Exercise instructions: What you return must match the listing word for word.

Start of Dataset records

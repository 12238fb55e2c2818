//! Storage backends behind the memory adapter.
//!
//! The engine only consumes the narrow `MemoryStore` contract; what sits
//! behind it (key-value, vector, graph) is not this crate's concern. Two
//! concrete stores ship here: an in-memory map for embedding and tests, and
//! a directory of JSON files for simple durable runs.

use anyhow::{Context, Result, bail};
use serde::{Deserialize, Serialize};
use serde_json::Value;
use std::collections::HashMap;
use std::fs;
use std::path::{Path, PathBuf};

use crate::phase::Phase;

/// Narrow storage contract consumed by the memory adapter.
///
/// Implementations may fail freely; the adapter converts every failure to a
/// sentinel and the cycle continues.
pub trait MemoryStore {
    /// Store a payload under a kind tag and phase; returns a handle.
    fn store_with_phase_tag(&mut self, payload: &Value, kind: &str, phase: Phase)
    -> Result<String>;

    /// Retrieve whatever the backend associates with the query and phase.
    /// The shape is backend-defined: list, object, scalar, or null.
    fn retrieve_with_phase_tag(&self, query: &str, phase: Phase) -> Result<Value>;

    /// Flush buffered writes, if the backend buffers at all.
    fn flush_pending_writes(&mut self) -> Result<()>;
}

/// A stored record with its tags.
#[derive(Debug, Clone, Serialize, Deserialize)]
pub struct StoredRecord {
    pub kind: String,
    pub phase: Phase,
    pub payload: Value,
}

fn record_key(kind: &str, phase: Phase) -> String {
    format!("{kind}:{phase}")
}

/// Map-backed store with a pending-writes buffer drained by flush.
#[derive(Debug, Default)]
pub struct InMemoryStore {
    committed: HashMap<String, StoredRecord>,
    pending: Vec<(String, StoredRecord)>,
}

impl InMemoryStore {
    pub fn new() -> Self {
        Self::default()
    }

    /// Number of committed records (pending writes excluded).
    pub fn committed_len(&self) -> usize {
        self.committed.len()
    }

    pub fn pending_len(&self) -> usize {
        self.pending.len()
    }
}

impl MemoryStore for InMemoryStore {
    fn store_with_phase_tag(
        &mut self,
        payload: &Value,
        kind: &str,
        phase: Phase,
    ) -> Result<String> {
        let key = record_key(kind, phase);
        self.pending.push((
            key.clone(),
            StoredRecord {
                kind: kind.to_string(),
                phase,
                payload: payload.clone(),
            },
        ));
        Ok(key)
    }

    fn retrieve_with_phase_tag(&self, query: &str, phase: Phase) -> Result<Value> {
        // Pending writes are visible to reads; the buffer only defers
        // commit bookkeeping, not visibility.
        let key = record_key(query, phase);
        if let Some((_, record)) = self.pending.iter().rev().find(|(k, _)| *k == key) {
            return Ok(record.payload.clone());
        }
        Ok(self
            .committed
            .get(&key)
            .map(|r| r.payload.clone())
            .unwrap_or(Value::Null))
    }

    fn flush_pending_writes(&mut self) -> Result<()> {
        for (key, record) in self.pending.drain(..) {
            self.committed.insert(key, record);
        }
        Ok(())
    }
}

/// One JSON file per record under a directory.
#[derive(Debug)]
pub struct JsonFileStore {
    dir: PathBuf,
}

impl JsonFileStore {
    /// Open a store rooted at `dir`, creating the directory if needed.
    pub fn new(dir: &Path) -> Result<Self> {
        fs::create_dir_all(dir)
            .with_context(|| format!("Failed to create store directory: {}", dir.display()))?;
        Ok(Self {
            dir: dir.to_path_buf(),
        })
    }

    fn record_path(&self, kind: &str, phase: Phase) -> PathBuf {
        // Kind tags may carry separators (e.g. "context:<uuid>"); keep the
        // filename flat.
        let safe_kind = kind.replace(['/', ':'], "_");
        self.dir.join(format!("{safe_kind}__{phase}.json"))
    }
}

impl MemoryStore for JsonFileStore {
    fn store_with_phase_tag(
        &mut self,
        payload: &Value,
        kind: &str,
        phase: Phase,
    ) -> Result<String> {
        let record = StoredRecord {
            kind: kind.to_string(),
            phase,
            payload: payload.clone(),
        };
        let path = self.record_path(kind, phase);
        let json = serde_json::to_string_pretty(&record).context("Failed to serialize record")?;
        fs::write(&path, json)
            .with_context(|| format!("Failed to write record file: {}", path.display()))?;
        Ok(path.display().to_string())
    }

    fn retrieve_with_phase_tag(&self, query: &str, phase: Phase) -> Result<Value> {
        let path = self.record_path(query, phase);
        if !path.exists() {
            return Ok(Value::Null);
        }
        let content = fs::read_to_string(&path)
            .with_context(|| format!("Failed to read record file: {}", path.display()))?;
        let record: StoredRecord =
            serde_json::from_str(&content).context("Failed to parse record file")?;
        Ok(record.payload)
    }

    fn flush_pending_writes(&mut self) -> Result<()> {
        // Writes go straight to disk; nothing buffered.
        Ok(())
    }
}

/// Store that fails every call. Exercises the adapter's resilience paths.
#[derive(Debug, Default)]
pub struct FailingStore;

impl MemoryStore for FailingStore {
    fn store_with_phase_tag(&mut self, _: &Value, _: &str, _: Phase) -> Result<String> {
        bail!("storage backend unavailable")
    }

    fn retrieve_with_phase_tag(&self, _: &str, _: Phase) -> Result<Value> {
        bail!("storage backend unavailable")
    }

    fn flush_pending_writes(&mut self) -> Result<()> {
        bail!("storage backend unavailable")
    }
}
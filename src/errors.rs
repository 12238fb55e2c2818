//! Typed error hierarchy for the EDRR orchestration engine.
//!
//! A single enum covers every guard in the engine. Guard checks run strictly
//! before any mutation, so an `OrchestrationError` never leaves a cycle in a
//! partially-transitioned state. Persistence failures are deliberately absent
//! here: the memory adapter converts them to sentinels instead of raising.

use crate::phase::Phase;
use thiserror::Error;

/// Errors from orchestration guards. Fatal to the current operation, never
/// to the process: callers catch, log, and decide how to proceed.
#[derive(Debug, Error)]
pub enum OrchestrationError {
    #[error("Phase {phase} requires unmet dependency '{dependency}'")]
    UnmetDependency { phase: Phase, dependency: String },

    #[error("No manifest configured; dependencies for phase {phase} treated as unmet")]
    MissingManifest { phase: Phase },

    #[error("Cannot progress out of terminal phase retrospect (attempted {attempted})")]
    TerminalPhase { attempted: Phase },

    #[error("Cannot transition backward from {from} to {to}")]
    BackwardTransition { from: Phase, to: Phase },

    #[error("Maximum recursion depth {max_depth} exceeded (parent at depth {depth})")]
    MaxDepthExceeded { depth: u32, max_depth: u32 },

    #[error("Micro-cycle iteration limit {max_iterations} reached for this parent cycle")]
    MicroCycleLimit { max_iterations: u32 },

    #[error(transparent)]
    Internal(#[from] anyhow::Error),
}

End of Dataset records

Written reply:
repository 12238fb55e2c2818
//! Storage backends behind the memory adapter.
//!
//! The engine only consumes the narrow `MemoryStore` contract; what sits
//! behind it (key-value, vector, graph) is not this crate's concern. Two
//! concrete stores ship here: an in-memory map for embedding and tests, and
//! a directory of JSON files for simple durable runs.

use anyhow::{Context, Result, bail};
use serde::{Deserialize, Serialize};
use serde_json::Value;
use std::collections::HashMap;
use std::fs;
use std::path::{Path, PathBuf};

use crate::phase::Phase;

/// Narrow storage contract consumed by the memory adapter.
///
/// Implementations may fail freely; the adapter converts every failure to a
/// sentinel and the cycle continues.
pub trait MemoryStore {
    /// Store a payload under a kind tag and phase; returns a handle.
    fn store_with_phase_tag(&mut self, payload: &Value, kind: &str, phase: Phase)
    -> Result<String>;

    /// Retrieve whatever the backend associates with the query and phase.
    /// The shape is backend-defined: list, object, scalar, or null.
    fn retrieve_with_phase_tag(&self, query: &str, phase: Phase) -> Result<Value>;

    /// Flush buffered writes, if the backend buffers at all.
    fn flush_pending_writes(&mut self) -> Result<()>;
}

/// A stored record with its tags.
#[derive(Debug, Clone, Serialize, Deserialize)]
pub struct StoredRecord {
    pub kind: String,
    pub phase: Phase,
    pub payload: Value,
}

fn record_key(kind: &str, phase: Phase) -> String {
    format!("{kind}:{phase}")
}

/// Map-backed store with a pending-writes buffer drained by flush.
#[derive(Debug, Default)]
pub struct InMemoryStore {
    committed: HashMap<String, StoredRecord>,
    pending: Vec<(String, StoredRecord)>,
}

impl InMemoryStore {
    pub fn new() -> Self {
        Self::default()
    }

    /// Number of committed records (pending writes excluded).
    pub fn committed_len(&self) -> usize {
        self.committed.len()
    }

    pub fn pending_len(&self) -> usize {
        self.pending.len()
    }
}

impl MemoryStore for InMemoryStore {
    fn store_with_phase_tag(
        &mut self,
        payload: &Value,
        kind: &str,
        phase: Phase,
    ) -> Result<String> {
        let key = record_key(kind, phase);
        self.pending.push((
            key.clone(),
            StoredRecord {
                kind: kind.to_string(),
                phase,
                payload: payload.clone(),
            },
        ));
        Ok(key)
    }

    fn retrieve_with_phase_tag(&self, query: &str, phase: Phase) -> Result<Value> {
        // Pending writes are visible to reads; the buffer only defers
        // commit bookkeeping, not visibility.
        let key = record_key(query, phase);
        if let Some((_, record)) = self.pending.iter().rev().find(|(k, _)| *k == key) {
            return Ok(record.payload.clone());
        }
        Ok(self
            .committed
            .get(&key)
            .map(|r| r.payload.clone())
            .unwrap_or(Value::Null))
    }

    fn flush_pending_writes(&mut self) -> Result<()> {
        for (key, record) in self.pending.drain(..) {
            self.committed.insert(key, record);
        }
        Ok(())
    }
}

/// One JSON file per record under a directory.
#[derive(Debug)]
pub struct JsonFileStore {
    dir: PathBuf,
}

impl JsonFileStore {
    /// Open a store rooted at `dir`, creating the directory if needed.
    pub fn new(dir: &Path) -> Result<Self> {
        fs::create_dir_all(dir)
            .with_context(|| format!("Failed to create store directory: {}", dir.display()))?;
        Ok(Self {
            dir: dir.to_path_buf(),
        })
    }

    fn record_path(&self, kind: &str, phase: Phase) -> PathBuf {
        // Kind tags may carry separators (e.g. "context:<uuid>"); keep the
        // filename flat.
        let safe_kind = kind.replace(['/', ':'], "_");
        self.dir.join(format!("{safe_kind}__{phase}.json"))
    }
}

impl MemoryStore for JsonFileStore {
    fn store_with_phase_tag(
        &mut self,
        payload: &Value,
        kind: &str,
        phase: Phase,
    ) -> Result<String> {
        let record = StoredRecord {
            kind: kind.to_string(),
            phase,
            payload: payload.clone(),
        };
        let path = self.record_path(kind, phase);
        let json = serde_json::to_string_pretty(&record).context("Failed to serialize record")?;
        fs::write(&path, json)
            .with_context(|| format!("Failed to write record file: {}", path.display()))?;
        Ok(path.display().to_string())
    }

    fn retrieve_with_phase_tag(&self, query: &str, phase: Phase) -> Result<Value> {
        let path = self.record_path(query, phase);
        if !path.exists() {
            return Ok(Value::Null);
        }
        let content = fs::read_to_string(&path)
            .with_context(|| format!("Failed to read record file: {}", path.display()))?;
        let record: StoredRecord =
            serde_json::from_str(&content).context("Failed to parse record file")?;
        Ok(record.payload)
    }

    fn flush_pending_writes(&mut self) -> Result<()> {
        // Writes go straight to disk; nothing buffered.
        Ok(())
    }
}

/// Store that fails every call. Exercises the adapter's resilience paths.
#[derive(Debug, Default)]
pub struct FailingStore;

impl MemoryStore for FailingStore {
    fn store_with_phase_tag(&mut self, _: &Value, _: &str, _: Phase) -> Result<String> {
        bail!("storage backend unavailable")
    }

    fn retrieve_with_phase_tag(&self, _: &str, _: Phase) -> Result<Value> {
        bail!("storage backend unavailable")
    }

    fn flush_pending_writes(&mut self) -> Result<()> {
        bail!("storage backend unavailable")
    }
}
filename src/errors.rs
repository 12238fb55e2c2818
//! Typed error hierarchy for the EDRR orchestration engine.
//!
//! A single enum covers every guard in the engine. Guard checks run strictly
//! before any mutation, so an `OrchestrationError` never leaves a cycle in a
//! partially-transitioned state. Persistence failures are deliberately absent
//! here: the memory adapter converts them to sentinels instead of raising.

use crate::phase::Phase;
use thiserror::Error;

/// Errors from orchestration guards. Fatal to the current operation, never
/// to the process: callers catch, log, and decide how to proceed.
#[derive(Debug, Error)]
pub enum OrchestrationError {
    #[error("Phase {phase} requires unmet dependency '{dependency}'")]
    UnmetDependency { phase: Phase, dependency: String },

    #[error("No manifest configured; dependencies for phase {phase} treated as unmet")]
    MissingManifest { phase: Phase },

    #[error("Cannot progress out of terminal phase retrospect (attempted {attempted})")]
    TerminalPhase { attempted: Phase },

    #[error("Cannot transition backward from {from} to {to}")]
    BackwardTransition { from: Phase, to: Phase },

    #[error("Maximum recursion depth {max_depth} exceeded (parent at depth {depth})")]
    MaxDepthExceeded { depth: u32, max_depth: u32 },

    #[error("Micro-cycle iteration limit {max_iterations} reached for this parent cycle")]
    MicroCycleLimit { max_iterations: u32 },

    #[error(transparent)]
    Internal(#[from] anyhow::Error),
}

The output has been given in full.